The article seems to explore the various insurance options available in the US for such an eventuality scenario - mortgage insurance vs. term insurance. In India I have not heard of mortgage insurance as an option. I know that Banks - to protect their loans from Natural calamity, make all borrowers sign up for a property insurance that will take care of any acts of God. I think the borrower - to protect the investment he/she has made over time should obtain varying covers to ensure that he/she can ensure that the property remains with loved ones if there is a sudden demise.
The problem is that home loans decrease over time since we tend to pay off the loan over time. How do we create an insurance plan whose sum assured also drops off over time? The solution is to take multiple insurance plans each with different timeframes. For example if your loan liability is 10Lakhs, your monthly EMI would be about 10,000 PM of which about 20% would be towards the principal and the rest towards the interest in the early years. Thus you can at best pay off about 2L at the end of five years, another 2 L after another 5 years and so on.

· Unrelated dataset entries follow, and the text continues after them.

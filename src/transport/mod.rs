//! Request/response model and the single-round-trip transport seam.
//!
//! A [`Transport`] performs exactly one network call and classifies the
//! outcome. Retrying and pagination are layered on top by
//! [`crate::client::ApiClient`].

mod classify;
mod http;

use async_trait::async_trait;
use serde_json::Value;
use std::collections::BTreeMap;
use std::fmt;
use std::sync::OnceLock;
use std::time::Duration;

pub use classify::{ErrorClass, classify_reqwest, classify_status, parse_retry_after};
pub use http::HttpTransport;
pub use reqwest::Method;

/// A query parameter value.
#[derive(Debug, Clone, PartialEq)]
pub enum QueryValue {
    Str(String),
    Int(i64),
    Float(f64),
    Bool(bool),
}

impl fmt::Display for QueryValue {
    fn fmt(&self, f: &mut fmt::Formatter<'_>) -> fmt::Result {
        match self {
            QueryValue::Str(s) => write!(f, "{}", s),
            QueryValue::Int(i) => write!(f, "{}", i),
            QueryValue::Float(x) => write!(f, "{}", x),
            QueryValue::Bool(b) => write!(f, "{}", b),
        }
    }
}

impl From<&str> for QueryValue {
    fn from(s: &str) -> Self {
        QueryValue::Str(s.to_string())
    }
}

impl From<String> for QueryValue {
    fn from(s: String) -> Self {
        QueryValue::Str(s)
    }
}

impl From<i64> for QueryValue {
    fn from(i: i64) -> Self {
        QueryValue::Int(i)
    }
}

impl From<f64> for QueryValue {
    fn from(x: f64) -> Self {
        QueryValue::Float(x)
    }
}

impl From<bool> for QueryValue {
    fn from(b: bool) -> Self {
        QueryValue::Bool(b)
    }
}

/// An immutable request template.
///
/// The `with_*` builders consume the request and return a new one, so a value
/// that has been handed to a transport is never changed behind its back.
#[derive(Debug, Clone, PartialEq)]
pub struct Request {
    method: Method,
    path: String,
    query: BTreeMap<String, QueryValue>,
    headers: BTreeMap<String, String>,
    body: Option<Value>,
    timeout: Option<Duration>,
}

impl Request {
    pub fn new(method: Method, path: impl Into<String>) -> Self {
        Self {
            method,
            path: path.into(),
            query: BTreeMap::new(),
            headers: BTreeMap::new(),
            body: None,
            timeout: None,
        }
    }

    pub fn get(path: impl Into<String>) -> Self {
        Self::new(Method::GET, path)
    }

    /// Sets (or replaces) a query parameter.
    pub fn with_query(mut self, key: impl Into<String>, value: impl Into<QueryValue>) -> Self {
        self.query.insert(key.into(), value.into());
        self
    }

    pub fn with_header(mut self, name: impl Into<String>, value: impl Into<String>) -> Self {
        self.headers.insert(name.into(), value.into());
        self
    }

    pub fn with_body(mut self, body: Value) -> Self {
        self.body = Some(body);
        self
    }

    pub fn with_timeout(mut self, timeout: Duration) -> Self {
        self.timeout = Some(timeout);
        self
    }

    pub fn method(&self) -> &Method {
        &self.method
    }

    pub fn path(&self) -> &str {
        &self.path
    }

    pub fn query(&self) -> &BTreeMap<String, QueryValue> {
        &self.query
    }

    pub fn query_value(&self, key: &str) -> Option<&QueryValue> {
        self.query.get(key)
    }

    pub fn headers(&self) -> &BTreeMap<String, String> {
        &self.headers
    }

    pub fn body(&self) -> Option<&Value> {
        self.body.as_ref()
    }

    pub fn timeout(&self) -> Option<Duration> {
        self.timeout
    }
}

impl fmt::Display for Request {
    fn fmt(&self, f: &mut fmt::Formatter<'_>) -> fmt::Result {
        write!(f, "{} {}", self.method, self.path)?;
        let mut sep = '?';
        for (k, v) in &self.query {
            write!(f, "{}{}={}", sep, k, v)?;
            sep = '&';
        }
        Ok(())
    }
}

/// The body of a response could not be decoded as JSON.
#[derive(Debug, Clone, PartialEq, thiserror::Error)]
#[error("response body is not valid JSON: {0}")]
pub struct DecodeError(pub String);

/// A response owned by the call that produced it.
#[derive(Debug)]
pub struct Response {
    status: u16,
    headers: BTreeMap<String, String>,
    body: Vec<u8>,
    parsed: OnceLock<Result<Value, DecodeError>>,
}

impl Response {
    /// Header names are stored lower-cased.
    pub fn new(status: u16, headers: BTreeMap<String, String>, body: Vec<u8>) -> Self {
        let headers = headers
            .into_iter()
            .map(|(k, v)| (k.to_ascii_lowercase(), v))
            .collect();
        Self {
            status,
            headers,
            body,
            parsed: OnceLock::new(),
        }
    }

    /// Convenience constructor for a JSON response.
    pub fn from_json(status: u16, body: &Value) -> Self {
        let mut headers = BTreeMap::new();
        headers.insert("content-type".to_string(), "application/json".to_string());
        Self::new(status, headers, body.to_string().into_bytes())
    }

    pub fn status(&self) -> u16 {
        self.status
    }

    pub fn header(&self, name: &str) -> Option<&str> {
        self.headers
            .get(&name.to_ascii_lowercase())
            .map(String::as_str)
    }

    pub fn headers(&self) -> &BTreeMap<String, String> {
        &self.headers
    }

    pub fn body(&self) -> &[u8] {
        &self.body
    }

    /// Decodes the body on first access; later calls return the cached value.
    pub fn json(&self) -> Result<&Value, DecodeError> {
        self.parsed
            .get_or_init(|| {
                serde_json::from_slice(&self.body).map_err(|e| DecodeError(e.to_string()))
            })
            .as_ref()
            .map_err(Clone::clone)
    }
}

/// A classified failure of a single round trip.
#[derive(Debug, Clone, PartialEq, thiserror::Error)]
#[error("{classification}: {detail}")]
pub struct TransportError {
    pub classification: ErrorClass,
    /// HTTP status, when the server answered at all.
    pub status: Option<u16>,
    pub detail: String,
    /// Server-provided `Retry-After` hint.
    pub retry_after: Option<Duration>,
}

impl TransportError {
    pub fn new(classification: ErrorClass, detail: impl Into<String>) -> Self {
        Self {
            classification,
            status: None,
            detail: detail.into(),
            retry_after: None,
        }
    }

    /// Builds an error from a non-success HTTP status.
    pub fn from_status(status: u16, detail: impl Into<String>) -> Self {
        let classification = reqwest::StatusCode::from_u16(status)
            .map(classify_status)
            .unwrap_or(ErrorClass::Unknown);
        Self {
            classification,
            status: Some(status),
            detail: detail.into(),
            retry_after: None,
        }
    }

    pub fn with_retry_after(mut self, retry_after: Option<Duration>) -> Self {
        self.retry_after = retry_after;
        self
    }

    pub fn is_retryable(&self) -> bool {
        self.classification.is_retryable()
    }
}

/// Performs exactly one network round trip. Implementations must not retry.
#[cfg_attr(test, mockall::automock)]
#[async_trait]
pub trait Transport: Send + Sync {
    async fn send(&self, request: &Request) -> Result<Response, TransportError>;
}

#[cfg(test)]
mod tests {
    use super::*;
    use serde_json::json;

    #[test]
    fn test_request_builders_do_not_touch_the_original() {
        let template = Request::get("/items").with_query("limit", 10i64);
        let next = template.clone().with_query("cursor", "abc");

        assert_eq!(template.query().len(), 1);
        assert_eq!(next.query().len(), 2);
        assert_eq!(next.query_value("cursor"), Some(&QueryValue::from("abc")));
        assert_eq!(next.path(), template.path());
    }

    #[test]
    fn test_request_display() {
        let req = Request::get("/items")
            .with_query("limit", 10i64)
            .with_query("active", true);
        assert_eq!(req.to_string(), "GET /items?active=true&limit=10");
    }

    #[test]
    fn test_query_value_display() {
        assert_eq!(QueryValue::from("x").to_string(), "x");
        assert_eq!(QueryValue::from(-3i64).to_string(), "-3");
        assert_eq!(QueryValue::from(1.5).to_string(), "1.5");
        assert_eq!(QueryValue::from(false).to_string(), "false");
    }

    #[test]
    fn test_response_json_is_cached() {
        let resp = Response::from_json(200, &json!({"data": [1, 2]}));
        let first = resp.json().unwrap() as *const Value;
        let second = resp.json().unwrap() as *const Value;
        assert_eq!(first, second);
        assert_eq!(resp.json().unwrap()["data"][1], 2);
    }

    #[test]
    fn test_response_invalid_json() {
        let resp = Response::new(200, BTreeMap::new(), b"<html>".to_vec());
        assert!(resp.json().is_err());
        // Error is cached too
        assert!(resp.json().unwrap_err().to_string().contains("not valid JSON"));
    }

    #[test]
    fn test_response_headers_are_case_insensitive() {
        let mut headers = BTreeMap::new();
        headers.insert("Retry-After".to_string(), "3".to_string());
        let resp = Response::new(429, headers, Vec::new());
        assert_eq!(resp.header("retry-after"), Some("3"));
        assert_eq!(resp.header("RETRY-AFTER"), Some("3"));
    }

    #[test]
    fn test_transport_error_from_status() {
        assert_eq!(
            TransportError::from_status(429, "x").classification,
            ErrorClass::RateLimited
        );
        assert_eq!(
            TransportError::from_status(404, "x").classification,
            ErrorClass::ClientError
        );
        assert_eq!(
            TransportError::from_status(502, "x").classification,
            ErrorClass::ServerError
        );
        let err = TransportError::from_status(503, "busy");
        assert_eq!(err.status, Some(503));
        assert_eq!(err.to_string(), "server_error: busy");
    }
}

So the best bet is to take on multiple TERM insurance plans, each of 2L in value such that the first one expires after 5 years, the second after 10 and so on while the last one is for a period of your total loan. This will ensure that
- Your insurance payment liability drops off as your loan amount decreases
- You insure for the highest amount when you are young - when the premium tends to be lower
I didnt have this level of clarity when I took a term insurance for myself when I bought my home so today I have a large term insurance but my home liability has dropped over time. Hopefully you can plan your purchases better.